Escritas pulsantes: a ponte possível, o ponto provável, a-travessia

Arte: Raquel Gomes

Arte: Raquel Gomes

Em Fragmentos de um Discurso Amoroso, Barthes dizia: “A linguagem é uma pele: esfrego minha linguagem no outro. É como se eu tivesse palavras ao invés de dedos, ou dedos nas pontas das palavras”. Com Barthes percebemos que a linguagem é o elo entre as palavras, as coisas e, sobretudo, o ser, já que é a vida e o coração da experiência que busca se traduzir ininterruptamente. Para que haja experiência é imprescindível que exista a pulsação do ser e que este mesmo ser se vivifique e encontre-se movido pelo desejo de dizer algo por meio da palavra, mas não qualquer palavra, há que ser a palavra em suas duas faces: imponência conjugada à pura poesia.

A palavra, aqui entendida como escrita, é a parteira dos sonhos: dela viemos e nela nos regozijamos. A identidade está no duelo, este que constitui a essência humana — veja você que não há como ser cartesiano diante dos abismos do ser. A palavra, por ser fonte de vida, habita o movimento paradoxal: ao inscrever-se, escreve a si mesma; ao traduzir, se oculta, deixando em suspenso o enigma e tornando-se, dessa forma, a ponte possível — o ponto provável.

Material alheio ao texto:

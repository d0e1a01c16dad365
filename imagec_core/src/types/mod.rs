mod channel_index;
mod geometry;
mod measure;
mod validity;
mod well;

pub use channel_index::ChannelIndex;
pub use geometry::{Point, Rect};
pub use measure::{MeasureChannel, MeasureChannelId, Stats};
pub use validity::{ChannelValidity, ObjectValidity, ValidityFlags, validity_bits, validity_from_bits};
pub use well::WellPosition;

É, justamente, dessa cadência que emerge uma pulsação desconcertante e, ao mesmo tempo, indispensável. Assim, para que pulse é preciso que haja febre nas pontas dos dedos, febre louçã capaz de anuviar pensamentos e de colocar em xeque a pretensa exatidão do ser. A escrita não pede para ser, ela simplesmente é, e está no entremeio: aquele espaço entre o dito e o que ficou por dizer, o vão que se quer apagar, mas que insiste em aparecer, a insinuação desejosa…

Ela é a própria linha tênue e seus caminhos por desbravar. Dela extraímos a vida, principalmente quando, com a boca seca de palavras, o ser carece de comunicar-se, de dizer-se, enfim, de desvencilhar-se do peso da história por ele tecida cotidianamente. Diante deste cotidiano é que o ser busca sangrar suas inquietudes, para isso há que se viver a escrita e nela latejar, assim como pulsa o coração-correnteza. É por meio da escrita que pulsa o desassossego desmedido que corrói a experiência humana.

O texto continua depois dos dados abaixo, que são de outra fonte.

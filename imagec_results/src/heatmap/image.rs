//! Image heatmap: objects bucketed into square areas by their centre
//! of mass.

use crate::{
	Database,
	meta::substitute_tile_id,
	table::{Table, TableCell},
};
use anyhow::{Context, Result};
use duckdb::params;
use imagec_core::types::{MeasureChannel, MeasureChannelId, Stats};

pub fn image_heatmap(
	db: &Database,
	analyze_id: &str,
	image_id: u64,
	channel_id: u16,
	measurement: MeasureChannelId,
	stats: Stats,
	area_size: u32,
) -> Result<Table> {
	let conn = db.read_connection()?;

	let (width, height, control_path): (u64, u64, String) = conn
		.query_row(
			"SELECT images.width, images.height, channels_images.control_image_path \
			 FROM images \
			 INNER JOIN channels_images ON images.image_id = channels_images.image_id \
			   AND images.analyze_id = channels_images.analyze_id \
			 WHERE images.analyze_id = ? AND images.image_id = ? AND channels_images.channel_id = ?",
			params![analyze_id, image_id, channel_id],
			|row| Ok((row.get(0)?, row.get(1)?, row.get(2)?)),
		)
		.with_context(|| format!("image {image_id} channel {channel_id} not found"))?;

	let area = f64::from(area_size.max(1));
	let cols = (width / u64::from(area_size.max(1))).max(1) as usize;
	let rows = (height / u64::from(area_size.max(1))).max(1) as usize;

	let mut table = Table::new();
	let default_link = substitute_tile_id(&control_path, 0);
	for row in 0..rows {
		table.set_row_header(row, (row + 1).to_string());
		for col in 0..cols {
			table.set_col_header(col, (col + 1).to_string());
			let mut cell = TableCell::new(f64::NAN, 0, false);
			cell.link = default_link.clone();
			table.set(row, col, cell);
		}
	}

	let sql = format!(
		"SELECT floor(element_at(\"values\", ?)[1] / ?) * ? AS rect_x, \
		   floor(element_at(\"values\", ?)[1] / ?) * ? AS rect_y, \
		   any_value(tile_id), {stat} \
		 FROM objects \
		 WHERE analyze_id = ? AND image_id = ? AND validity = 0 AND channel_id = ? \
		 GROUP BY rect_x, rect_y",
		stat = stats.sql_term()
	);
	let com_x = MeasureChannelId::own(MeasureChannel::CenterOfMassX);
	let com_y = MeasureChannelId::own(MeasureChannel::CenterOfMassY);

	let mut stmt = conn.prepare(&sql)?;
	let cells = stmt.query_map(
		params![
			com_x.key(),
			area,
			area,
			com_y.key(),
			area,
			area,
			measurement.key(),
			analyze_id,
			image_id,
			channel_id
		],
		|row| {
			let rect_x: f64 = row.get(0)?;
			let rect_y: f64 = row.get(1)?;
			let tile_id: u16 = row.get(2)?;
			let value: f64 = row.get(3)?;
			Ok((rect_x, rect_y, tile_id, value))
		},
	)?;

	for cell in cells {
		let (rect_x, rect_y, tile_id, value) = cell?;
		let col = (rect_x / area) as usize;
		let row = (rect_y / area) as usize;
		if row >= rows || col >= cols {
			continue;
		}
		let mut out = TableCell::new(value, u64::from(tile_id), true);
		out.link = substitute_tile_id(&control_path, tile_id);
		table.set(row, col, out);
	}

	Ok(table)
}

Certa vez, Clarice Lispector em Um sopro de vida chegou a dizer: “Eu escrevo como se fosse para salvar a vida de alguém. Provavelmente a minha própria vida. Viver é uma espécie de loucura que a morte faz. Vivam os mortos, porque neles vivemos. […] Tenho medo de escrever. É tão perigoso. Quem tentou, sabe. Perigo de mexer no que está oculto — e o mundo não está à tona, está oculto em suas raízes submersas em profundidades do mar. Para escrever tenho que me colocar no vazio. Neste vazio é que existo intuitivamente. Mas é um vazio terrivelmente perigoso: dele arranco sangue. Sou um escritor que tem medo da cilada das palavras: as palavras que digo escondem outras […]. Escrever é uma pedra lançada no poço fundo”, mas, de igual modo, escrever é viver…

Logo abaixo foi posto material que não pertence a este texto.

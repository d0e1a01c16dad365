//! Threshold family segmenter.
//!
//! Thresholds the preprocessed plane, optionally splits touching blobs
//! with a distance transform watershed, extracts external contours
//! (holes are ignored) and emits one ROI per contour with the used
//! threshold value as confidence. A tile producing more than
//! [`MAX_CONTOURS`] contours is abandoned as noise.

use crate::{DetectionResponse, DetectionResults, Roi, contour};
use imagec_core::{
	EngineError,
	settings::{ObjectFilterSettings, ThresholdSettings},
	types::ChannelIndex,
};
use imagec_image::{Raster, morphology, threshold};
use log::warn;

/// Safety valve: more contours than this in one tile is noise.
pub const MAX_CONTOURS: usize = 50_000;

pub struct ThresholdDetector {
	settings: ThresholdSettings,
	filter: ObjectFilterSettings,
}

impl ThresholdDetector {
	pub fn new(settings: ThresholdSettings, filter: ObjectFilterSettings) -> ThresholdDetector {
		ThresholdDetector { settings, filter }
	}

	pub fn forward(
		&self,
		src: &Raster,
		original: &Raster,
		channel: ChannelIndex,
	) -> Result<DetectionResponse, EngineError> {
		let (used_threshold, mut binary) = threshold::apply(src, &self.settings);
		if self.settings.watershed_segmentation {
			morphology::watershed(&mut binary);
		}

		let contours = contour::trace_contours(&binary);
		if contours.len() > MAX_CONTOURS {
			warn!("Too much particles found >{}<, seems to be noise.", contours.len());
			return Err(EngineError::TooManyObjects(0));
		}

		let mut results = DetectionResults::new();
		let confidence = f64::from(used_threshold);
		for traced in contours {
			// Ignore holes and anything nested inside a hole.
			if !traced.is_outer || traced.has_parent {
				continue;
			}
			let bbox_abs = contour::bounding_box(&traced.points);
			let local = contour::translate(&traced.points, bbox_abs.x, bbox_abs.y);
			let mask = contour::fill_contour(&local, bbox_abs.width, bbox_abs.height);
			results.push(Roi::new(
				0,
				confidence,
				0,
				bbox_abs,
				mask,
				local,
				original,
				channel,
				&self.filter,
			));
		}

		Ok(DetectionResponse::new(results, original.clone()))
	}
}

#[cfg(test)]
mod tests {
	use super::*;
	use imagec_core::settings::ThresholdMode;

	fn settings(min: u16) -> ThresholdSettings {
		ThresholdSettings {
			mode: ThresholdMode::Manual,
			threshold_min: min,
			..ThresholdSettings::default()
		}
	}

	fn two_blob_raster() -> Raster {
		// Two bright 3x3 blobs on dark background.
		let mut data = vec![100u16; 400];
		for y in 2..5 {
			for x in 2..5 {
				data[y * 20 + x] = 40000;
			}
		}
		for y in 10..13 {
			for x in 12..15 {
				data[y * 20 + x] = 42000;
			}
		}
		Raster::from_vec(20, 20, data).unwrap()
	}

	#[test]
	fn detects_two_blobs() {
		let raster = two_blob_raster();
		let detector = ThresholdDetector::new(settings(1000), ObjectFilterSettings::default());
		let response = detector.forward(&raster, &raster, ChannelIndex::Ch0).unwrap();
		assert_eq!(response.results.len(), 2);
		for roi in &response.results {
			assert_eq!(roi.area(), 9);
			assert_eq!(roi.confidence(), 1000.0);
			assert!(roi.is_valid());
		}
	}

	#[test]
	fn holes_do_not_become_objects() {
		// A ring: one object with a hole in the middle.
		let mut data = vec![0u16; 100];
		for y in 2..7 {
			for x in 2..7 {
				data[y * 10 + x] = 5000;
			}
		}
		data[4 * 10 + 4] = 0;
		let raster = Raster::from_vec(10, 10, data).unwrap();
		let detector = ThresholdDetector::new(settings(1000), ObjectFilterSettings::default());
		let response = detector.forward(&raster, &raster, ChannelIndex::Ch0).unwrap();
		assert_eq!(response.results.len(), 1);
		// The hole is filled over in the object mask.
		assert_eq!(response.results.get(0).unwrap().area(), 25);
	}

	#[test]
	fn empty_plane_finds_nothing() {
		let raster = Raster::from_vec(8, 8, vec![0; 64]).unwrap();
		let detector = ThresholdDetector::new(settings(100), ObjectFilterSettings::default());
		let response = detector.forward(&raster, &raster, ChannelIndex::Ch0).unwrap();
		assert!(response.results.is_empty());
		assert!(response.validity.is_empty());
	}

	#[test]
	fn watershed_splits_touching_blobs() {
		// Two discs connected by a thin bridge at y=10.
		let mut data = vec![0u16; 40 * 20];
		let disc = |data: &mut Vec<u16>, cx: i32, cy: i32, r: i32| {
			for y in 0..20i32 {
				for x in 0..40i32 {
					if (x - cx) * (x - cx) + (y - cy) * (y - cy) <= r * r {
						data[(y * 40 + x) as usize] = 30000;
					}
				}
			}
		};
		disc(&mut data, 12, 10, 6);
		disc(&mut data, 25, 10, 6);
		let raster = Raster::from_vec(40, 20, data).unwrap();

		let plain = ThresholdDetector::new(settings(1000), ObjectFilterSettings::default());
		let merged = plain.forward(&raster, &raster, ChannelIndex::Ch0).unwrap();
		assert_eq!(merged.results.len(), 1);

		let mut split_settings = settings(1000);
		split_settings.watershed_segmentation = true;
		let split = ThresholdDetector::new(split_settings, ObjectFilterSettings::default());
		let response = split.forward(&raster, &raster, ChannelIndex::Ch0).unwrap();
		assert_eq!(response.results.len(), 2);
	}
}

Escrever é estar atento às minúcias que se aconchegam à vida, que nos ausentam das zonas de conforto e nos proíbem de congelar o sorriso pela trépida força da necessidade. A escrita pulsante pulsa porque é vida; pulsa porque se faz e refaz daquilo que de mais belo e grotesco tem o ser: Viver —, e assim correr o risco da existência que acontece neste exato momento (ou nem tão exato assim).

 

Por Debora Duarte dos Santos, em junho de 2014.